Started putting new engine together

Discussion in ''Da Nailhead' started by Aussie V8, Jun 29, 2017.

  1. Aussie V8

    Aussie V8 Well-Known Member

    I have sent the ARP technical section a question on this. The shorter bolts are fine, plenty of thread, but the longer ones I'm not happy with. I'll wait for a reply and maybe then contact TA. Possibly somewhere along the line the wrong bolts have been put in the box ??
     
  2. dual-quadism

    dual-quadism Black on Black

    You should be ok with ARP head bolts, but you really dont need them unless your Nail is going to get boost. Stock head bolts are fine, you may as well return the ARP's. Take that $$$ and spend it on the heads. Don't trust TA on Nailhead stuff. Their rockers/headers/timing chains are ok, but they really have not put any R&D into Nailheads like they did with the 455. I refuse to use any of the TA cams or springs for them.
     
    8ad-f85 likes this.
  3. Aussie V8

    Aussie V8 Well-Known Member

    The reason I bought the ARP bolts is that I got this engine in pieces and all the bolts were missing.

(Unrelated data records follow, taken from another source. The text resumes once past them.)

impl RawGrammar {
    pub fn read_counts(&self) -> Result<TableCounts, TableError> {
        Ok(TableCounts {
            symbols: section_len("symbol", self.symbols.len())?,
            charsets: section_len("charset", self.charsets.len())?,
            productions: section_len("production", self.productions.len())?,
            dfa_states: section_len("dfa state", self.dfa_states.len())?,
            lalr_states: section_len("lalr state", self.lalr_states.len())?,
            groups: section_len("group", self.groups.len())?,
        })
    }

    /// Fills `counts` from the records actually present. A section too large
    /// to count leaves `counts` unset; `link` reports it.
    pub fn with_counts(mut self) -> Self {
        self.counts = self.read_counts().ok();
        self
    }

    /// Resolves every raw index and runs the post-link analyses.
    pub fn link(&self) -> Result<GrammarTable, TableError> {
        let read = self.read_counts()?;
        let declared = self.counts.ok_or(TableError::MissingRecord("table counts"))?;
        if declared != read {
            return Err(TableError::CountMismatch { declared, read });
        }
        let (dfa_init, lalr_init) = self
            .initial
            .ok_or(TableError::MissingRecord("initial states"))?;

        let n_sym = declared.symbols as usize;
        let n_cs = declared.charsets as usize;
        let n_prod = declared.productions as usize;
        let n_dfa = declared.dfa_states as usize;
        let n_lalr = declared.lalr_states as usize;
        let n_grp = declared.groups as usize;

        let charsets = arrange("charset", declared.charsets, &self.charsets, |r| r.index, |r| {
            Ok(CharacterSet {
                index: CharSetId(r.index),
                plane: r.plane,
                ranges: r.ranges.clone(),
            })
        })?;

        let symbols = arrange("symbol", declared.symbols, &self.symbols, |r| r.index, |r| {
            let kind = SymbolKind::from_raw(r.kind).ok_or_else(|| TableError::BadRecord {
                record: "symbol",
                reason: format!("unknown symbol kind {}", r.kind),
            })?;
            Ok(Symbol {
                index: SymbolId(r.index),
                name: r.name.clone(),
                kind,
                single_lexeme: false,
            })
        })?;

        let groups = arrange("group", declared.groups, &self.groups, |r| r.index, |r| {
            let advance_mode = match r.advance_mode {
                0 => AdvanceMode::Token,
                1 => AdvanceMode::Character,
                v => {
                    return Err(TableError::BadRecord {
                        record: "group",
                        reason: format!("unknown advance mode {v}"),
                    });
                }
            };
            let ending_mode = match r.ending_mode {
                0 => EndingMode::Open,
                1 => EndingMode::Closed,
                v => {
                    return Err(TableError::BadRecord {
                        record: "group",
                        reason: format!("unknown ending mode {v}"),
                    });
                }
            };
            let nesting = r
                .nesting
                .iter()
                .map(|&g| resolve("group", g, n_grp).map(GroupId))
                .collect::<Result<_, _>>()?;
            Ok(SymbolGroup {
                index: GroupId(r.index),
                name: r.name.clone(),
                container: SymbolId(resolve("symbol", r.container, n_sym)?),
                start: SymbolId(resolve("symbol", r.start, n_sym)?),
                end: SymbolId(resolve("symbol", r.end, n_sym)?),
                advance_mode,
                ending_mode,
                nesting,
            })
        })?;

        let productions = arrange(
            "production",
            declared.productions,
            &self.productions,
            |r| r.index,
            |r| {
                let handles = r
                    .handles
                    .iter()
                    .map(|&h| resolve("symbol", h, n_sym).map(SymbolId))
                    .collect::<Result<_, _>>()?;
                Ok(Production {
                    index: ProductionId(r.index),
                    head: SymbolId(resolve("symbol", r.head, n_sym)?),
                    handles,
                    flags: SimplifyFlags::default(),
                })
            },
        )?;

        let dfa_states = arrange("dfa state", declared.dfa_states, &self.dfa_states, |r| r.index, |r| {
            let accept = r
                .accept
                .map(|a| resolve("symbol", a, n_sym).map(SymbolId))
                .transpose()?;
            let edges = r
                .edges
                .iter()
                .map(|e| -> Result<DfaEdge, TableError> {
                    Ok(DfaEdge {
                        charset: CharSetId(resolve("charset", e.charset, n_cs)?),
                        target: DfaStateId(resolve("dfa state", e.target, n_dfa)?),
                    })
                })
                .collect::<Result<_, _>>()?;
            Ok(DfaState {
                index: DfaStateId(r.index),
                accept,
                edges,
                dispatch: Vec::new(),
            })
        })?;

        let lalr_states = arrange(
            "lalr state",
            declared.lalr_states,
            &self.lalr_states,
            |r| r.index,
            |r| {
                let mut actions = Vec::with_capacity(r.actions.len());
                for a in &r.actions {
                    let symbol = SymbolId(resolve("symbol", a.symbol, n_sym)?);
                    let action = match a.kind {
                        ACTION_SHIFT => {
                            Action::Shift(LalrStateId(resolve("lalr state", a.target, n_lalr)?))
                        }
                        ACTION_REDUCE => {
                            Action::Reduce(ProductionId(resolve("production", a.target, n_prod)?))
                        }
                        ACTION_GOTO => {
                            Action::Goto(LalrStateId(resolve("lalr state", a.target, n_lalr)?))
                        }
                        ACTION_ACCEPT => Action::Accept,
                        v => {
                            return Err(TableError::BadRecord {
                                record: "lalr state",
                                reason: format!("unknown action kind {v}"),
                            });
                        }
                    };
                    actions.push(LalrAction { symbol, action });
                }
                actions.sort_by_key(|a| a.symbol);
                if let Some(w) = actions.windows(2).find(|w| w[0].symbol == w[1].symbol) {
                    return Err(TableError::DuplicateAction {
                        state: r.index,
                        symbol: w[0].symbol.0,
                    });
                }
                Ok(LalrState {
                    index: LalrStateId(r.index),
                    actions,
                })
            },
        )?;

        let properties = self
            .properties
            .iter()
            .map(|p| Property {
                index: p.index,
                name: p.name.clone(),
                value: p.value.clone(),
            })
            .collect();

        let eof = unique_symbol(&symbols, SymbolKind::EndOfFile, "end-of-file")?;
        let error = unique_symbol(&symbols, SymbolKind::Error, "error")?;

        let mut table = GrammarTable {
            properties,
            charsets,
            symbols,
            groups,
            productions,
            dfa_states,
            lalr_states,
            dfa_init: DfaStateId(resolve("dfa state", dfa_init, n_dfa)?),
            lalr_init: LalrStateId(resolve("lalr state", lalr_init, n_lalr)?),
            eof,
            error,
            symbol_lookup: HashMap::new(),
            production_lookup: HashMap::new(),
            group_by_start: HashMap::new(),
        };

        for s in &table.symbols {
            table.symbol_lookup.insert(s.id(), s.index);
        }
        for i in 0..table.productions.len() {
            let id = ProductionId(i as u16);
            let key = table.production_id(id);
            table.production_lookup.insert(key, id);
        }
        for g in &table.groups {
            table.group_by_start.entry(g.start).or_insert(g.index);
        }

        analysis::build_dfa_dispatch(&mut table);
        analysis::mark_single_lexeme_symbols(&mut table);
        analysis::set_simplify_flags(&mut table);

        log::debug!(
            "linked grammar table: {} symbols, {} charsets, {} productions, {} dfa states, {} lalr states, {} groups",
            n_sym,
            n_cs,
            n_prod,
            n_dfa,
            n_lalr,
            n_grp
        );
        Ok(table)
    }
}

I can't return them because I bought them several years ago in anticipation of this engine build and only just opened the box. I'm hoping that maybe if they sent me the wrong ones, they will make good on the proper long bolts.
     
    8ad-f85 likes this.
  4. gsgtx

    gsgtx Silver Level contributor

    the 455 and nailhead cams from TA are ground on the same lobe specs.
     
  5. 8ad-f85

    8ad-f85 Well-Known Member

    I think you demonstrated his point. The engines have different needs.
     
  6. gsgtx

    gsgtx Silver Level contributor

    if they have different needs in the cams, i would like to know what they are ?
     
  7. dual-quadism

    dual-quadism Black on Black

    Head flow primarily, I/E flow ratio, etc. It's like saying "they use the same lobes as a SBC" , just because it works for one doesnt mean it works for both. You already know this, you have a mean running Nailhead yourself :). My main point of contention is just the old, no thought involved, grinds. The comp thumprs kill them power wise, along with just about anything custom out there. Nails need way more exhaust duration, but, again, you ready know this. I am building 3 425's and a 401 coming soon. Going to do a little cam experimenting with them with lobe ramps and amount of exhaust duration/LSA.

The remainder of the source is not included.